Task:
In this exercise, reproduce all the entries that follow exactly.

=== Material for this task ===

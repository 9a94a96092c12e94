//! Evaluation of external writes against a capability descriptor.

use super::descriptor::CapabilityDescriptor;
use crate::error::WriteError;
use log::warn;

/// Validate a proposed value and round it to the descriptor's precision.
///
/// Rejects writes to read-only capabilities, non-finite values and values
/// outside the declared range. Accepted values are rounded half-to-even so
/// that repeated writes of an already rounded value never drift.
pub fn evaluate_write(descriptor: &CapabilityDescriptor, proposed: f64) -> Result<f64, WriteError> {
    let name = descriptor.name();

    if !descriptor.access().is_writable() {
        warn!("[Write] Rejected write to read-only capability '{}'", name);
        return Err(WriteError::AccessDenied(name.to_string()));
    }

    if !proposed.is_finite() {
        warn!("[Write] Rejected non-finite value for '{}'", name);
        return Err(WriteError::NotFinite(name.to_string()));
    }

    if let Some(range) = descriptor.value_range()
        && !range.contains(proposed)
    {
        warn!(
            "[Write] Value {} out of range [{}, {}] for '{}'",
            proposed, range.min, range.max, name
        );
        return Err(WriteError::OutOfRange {
            name: name.to_string(),
            value: proposed,
            min: range.min,
            max: range.max,
        });
    }

    let accepted = round_half_even(proposed, descriptor.precision());
    // Rounding can carry a value just inside a bound past it
    if let Some(range) = descriptor.value_range()
        && !range.contains(accepted)
    {
        warn!(
            "[Write] Value {} rounds to {} outside [{}, {}] for '{}'",
            proposed, accepted, range.min, range.max, name
        );
        return Err(WriteError::OutOfRange {
            name: name.to_string(),
            value: proposed,
            min: range.min,
            max: range.max,
        });
    }

    Ok(accepted)
}

/// Round `value` to `precision` decimal digits, ties to even.
pub fn round_half_even(value: f64, precision: u8) -> f64 {
    let scale = 10f64.powi(precision as i32);
    let scaled = value * scale;
    // Beyond 2^52 every scaled value is already integral
    if !scaled.is_finite() || scaled.abs() >= 2f64.powi(52) {
        return value;
    }
    let rounded = scaled.round_ties_even() / scale;
    // Avoid handing out negative zero for small negative inputs
    if rounded == 0.0 { 0.0 } else { rounded }
}

impl CapabilityDescriptor {
    /// See [`evaluate_write`].
    pub fn evaluate_write(&self, proposed: f64) -> Result<f64, WriteError> {
        evaluate_write(self, proposed)
    }
}

#[cfg(test)]
mod tests {
    use super::*;
    use crate::capability::Access;

    fn calibration() -> CapabilityDescriptor {
        CapabilityDescriptor::new("orp_calibration", "genAnalogInput", 0xF000u16)
            .with_unit("mV")
            .with_access(Access::ReadWrite)
            .with_range(-500.0, 500.0)
    }

    #[test]
    fn test_read_only_always_denied() {
        let descriptor = CapabilityDescriptor::new("orp", "genAnalogInput", "presentValue")
            .with_range(-1000.0, 1000.0);
        for value in [0.0, -1.0, 12.5, 1e9, f64::NAN] {
            assert_eq!(
                evaluate_write(&descriptor, value),
                Err(WriteError::AccessDenied("orp".to_string()))
            );
        }
    }

    #[test]
    fn test_range_bounds_inclusive() {
        let descriptor = calibration();
        assert_eq!(evaluate_write(&descriptor, -500.0), Ok(-500.0));
        assert_eq!(evaluate_write(&descriptor, 500.0), Ok(500.0));
        assert_eq!(evaluate_write(&descriptor, 0.0), Ok(0.0));
        assert!(matches!(
            evaluate_write(&descriptor, 500.1),
            Err(WriteError::OutOfRange { .. })
        ));
        assert!(matches!(
            evaluate_write(&descriptor, -501.0),
            Err(WriteError::OutOfRange { value, .. }) if value == -501.0
        ));
    }

    #[test]
    fn test_non_finite_rejected() {
        let descriptor = calibration();
        assert_eq!(
            evaluate_write(&descriptor, f64::INFINITY),
            Err(WriteError::NotFinite("orp_calibration".to_string()))
        );
        assert!(evaluate_write(&descriptor, f64::NAN).is_err());
    }

    #[test]
    fn test_write_only_accepted_without_range() {
        let descriptor =
            CapabilityDescriptor::new("setpoint", "genAnalogOutput", "presentValue")
                .with_access(Access::WriteOnly)
                .with_precision(2);
        assert_eq!(evaluate_write(&descriptor, 1234.5678), Ok(1234.57));
    }

    #[test]
    fn test_rounds_to_precision() {
        let descriptor = calibration().with_precision(1);
        assert_eq!(descriptor.evaluate_write(12.345), Ok(12.3));
    }

    #[test]
    fn test_round_half_even() {
        assert_eq!(round_half_even(0.5, 0), 0.0);
        assert_eq!(round_half_even(1.5, 0), 2.0);
        assert_eq!(round_half_even(2.5, 0), 2.0);
        assert_eq!(round_half_even(-2.5, 0), -2.0);
        assert_eq!(round_half_even(0.25, 1), 0.2);
        assert_eq!(round_half_even(0.75, 1), 0.8);
        assert_eq!(round_half_even(12.345, 1), 12.3);
        assert_eq!(round_half_even(-0.4, 0), 0.0);
        assert!(round_half_even(-0.4, 0).is_sign_positive());
    }

    #[test]
    fn test_rounding_past_range_bound_rejected() {
        let descriptor = CapabilityDescriptor::new("gain", "genAnalogOutput", "presentValue")
            .with_access(Access::ReadWrite)
            .with_precision(1)
            .with_range(0.04, 0.06);
        assert_eq!(
            descriptor.evaluate_write(0.06),
            Err(WriteError::OutOfRange {
                name: "gain".to_string(),
                value: 0.06,
                min: 0.04,
                max: 0.06,
            })
        );

        // Rounding onto the bound itself is fine
        let calibration = calibration().with_precision(0);
        assert_eq!(calibration.evaluate_write(499.6), Ok(500.0));
        assert_eq!(calibration.evaluate_write(-499.5), Ok(-500.0));
    }

    #[test]
    fn test_large_values_left_unchanged() {
        for value in [987654.321012345, 9_007_199_254.740_993, -4.5e6 + 0.123] {
            for precision in 10..=15 {
                assert_eq!(round_half_even(value, precision).to_bits(), value.to_bits());
            }
        }
    }

    #[test]
    fn test_repeated_rounding_is_stable() {
        let descriptor = calibration().with_precision(1);
        let once = descriptor.evaluate_write(123.45).unwrap();
        let twice = descriptor.evaluate_write(once).unwrap();
        assert_eq!(once, twice);
    }
}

===

Exercise answer:
repository 9a94a96092c12e94
//! Evaluation of external writes against a capability descriptor.

use super::descriptor::CapabilityDescriptor;
use crate::error::WriteError;
use log::warn;

/// Validate a proposed value and round it to the descriptor's precision.
///
/// Rejects writes to read-only capabilities, non-finite values and values
/// outside the declared range. Accepted values are rounded half-to-even so
/// that repeated writes of an already rounded value never drift.
pub fn evaluate_write(descriptor: &CapabilityDescriptor, proposed: f64) -> Result<f64, WriteError> {
    let name = descriptor.name();

    if !descriptor.access().is_writable() {
        warn!("[Write] Rejected write to read-only capability '{}'", name);
        return Err(WriteError::AccessDenied(name.to_string()));
    }

    if !proposed.is_finite() {
        warn!("[Write] Rejected non-finite value for '{}'", name);
        return Err(WriteError::NotFinite(name.to_string()));
    }

    if let Some(range) = descriptor.value_range()
        && !range.contains(proposed)
    {
        warn!(
            "[Write] Value {} out of range [{}, {}] for '{}'",
            proposed, range.min, range.max, name
        );
        return Err(WriteError::OutOfRange {
            name: name.to_string(),
            value: proposed,
            min: range.min,
            max: range.max,
        });
    }

    let accepted = round_half_even(proposed, descriptor.precision());
    // Rounding can carry a value just inside a bound past it
    if let Some(range) = descriptor.value_range()
        && !range.contains(accepted)
    {
        warn!(
            "[Write] Value {} rounds to {} outside [{}, {}] for '{}'",
            proposed, accepted, range.min, range.max, name
        );
        return Err(WriteError::OutOfRange {
            name: name.to_string(),
            value: proposed,
            min: range.min,
            max: range.max,
        });
    }

    Ok(accepted)
}

/// Round `value` to `precision` decimal digits, ties to even.
pub fn round_half_even(value: f64, precision: u8) -> f64 {
    let scale = 10f64.powi(precision as i32);
    let scaled = value * scale;
    // Beyond 2^52 every scaled value is already integral
    if !scaled.is_finite() || scaled.abs() >= 2f64.powi(52) {
        return value;
    }
    let rounded = scaled.round_ties_even() / scale;
    // Avoid handing out negative zero for small negative inputs
    if rounded == 0.0 { 0.0 } else { rounded }
}

impl CapabilityDescriptor {
    /// See [`evaluate_write`].
    pub fn evaluate_write(&self, proposed: f64) -> Result<f64, WriteError> {
        evaluate_write(self, proposed)
    }
}

#[cfg(test)]
mod tests {
    use super::*;
    use crate::capability::Access;

    fn calibration() -> CapabilityDescriptor {
        CapabilityDescriptor::new("orp_calibration", "genAnalogInput", 0xF000u16)
            .with_unit("mV")
            .with_access(Access::ReadWrite)
            .with_range(-500.0, 500.0)
    }

    #[test]
    fn test_read_only_always_denied() {
        let descriptor = CapabilityDescriptor::new("orp", "genAnalogInput", "presentValue")
            .with_range(-1000.0, 1000.0);
        for value in [0.0, -1.0, 12.5, 1e9, f64::NAN] {
            assert_eq!(
                evaluate_write(&descriptor, value),
                Err(WriteError::AccessDenied("orp".to_string()))
            );
        }
    }

    #[test]
    fn test_range_bounds_inclusive() {
        let descriptor = calibration();
        assert_eq!(evaluate_write(&descriptor, -500.0), Ok(-500.0));
        assert_eq!(evaluate_write(&descriptor, 500.0), Ok(500.0));
        assert_eq!(evaluate_write(&descriptor, 0.0), Ok(0.0));
        assert!(matches!(
            evaluate_write(&descriptor, 500.1),
            Err(WriteError::OutOfRange { .. })
        ));
        assert!(matches!(
            evaluate_write(&descriptor, -501.0),
            Err(WriteError::OutOfRange { value, .. }) if value == -501.0
        ));
    }

    #[test]
    fn test_non_finite_rejected() {
        let descriptor = calibration();
        assert_eq!(
            evaluate_write(&descriptor, f64::INFINITY),
            Err(WriteError::NotFinite("orp_calibration".to_string()))
        );
        assert!(evaluate_write(&descriptor, f64::NAN).is_err());
    }

    #[test]
    fn test_write_only_accepted_without_range() {
        let descriptor =
            CapabilityDescriptor::new("setpoint", "genAnalogOutput", "presentValue")
                .with_access(Access::WriteOnly)
                .with_precision(2);
        assert_eq!(evaluate_write(&descriptor, 1234.5678), Ok(1234.57));
    }

    #[test]
    fn test_rounds_to_precision() {
        let descriptor = calibration().with_precision(1);
        assert_eq!(descriptor.evaluate_write(12.345), Ok(12.3));
    }

    #[test]
    fn test_round_half_even() {
        assert_eq!(round_half_even(0.5, 0), 0.0);
        assert_eq!(round_half_even(1.5, 0), 2.0);
        assert_eq!(round_half_even(2.5, 0), 2.0);
        assert_eq!(round_half_even(-2.5, 0), -2.0);
        assert_eq!(round_half_even(0.25, 1), 0.2);
        assert_eq!(round_half_even(0.75, 1), 0.8);
        assert_eq!(round_half_even(12.345, 1), 12.3);
        assert_eq!(round_half_even(-0.4, 0), 0.0);
        assert!(round_half_even(-0.4, 0).is_sign_positive());
    }

    #[test]
    fn test_rounding_past_range_bound_rejected() {
        let descriptor = CapabilityDescriptor::new("gain", "genAnalogOutput", "presentValue")
            .with_access(Access::ReadWrite)
            .with_precision(1)
            .with_range(0.04, 0.06);
        assert_eq!(
            descriptor.evaluate_write(0.06),
            Err(WriteError::OutOfRange {
                name: "gain".to_string(),
                value: 0.06,
                min: 0.04,
                max: 0.06,
            })
        );

        // Rounding onto the bound itself is fine
        let calibration = calibration().with_precision(0);
        assert_eq!(calibration.evaluate_write(499.6), Ok(500.0));
        assert_eq!(calibration.evaluate_write(-499.5), Ok(-500.0));
    }

    #[test]
    fn test_large_values_left_unchanged() {
        for value in [987654.321012345, 9_007_199_254.740_993, -4.5e6 + 0.123] {
            for precision in 10..=15 {
                assert_eq!(round_half_even(value, precision).to_bits(), value.to_bits());
            }
        }
    }

    #[test]
    fn test_repeated_rounding_is_stable() {
        let descriptor = calibration().with_precision(1);
        let once = descriptor.evaluate_write(123.45).unwrap();
        let twice = descriptor.evaluate_write(once).unwrap();
        assert_eq!(once, twice);
    }
}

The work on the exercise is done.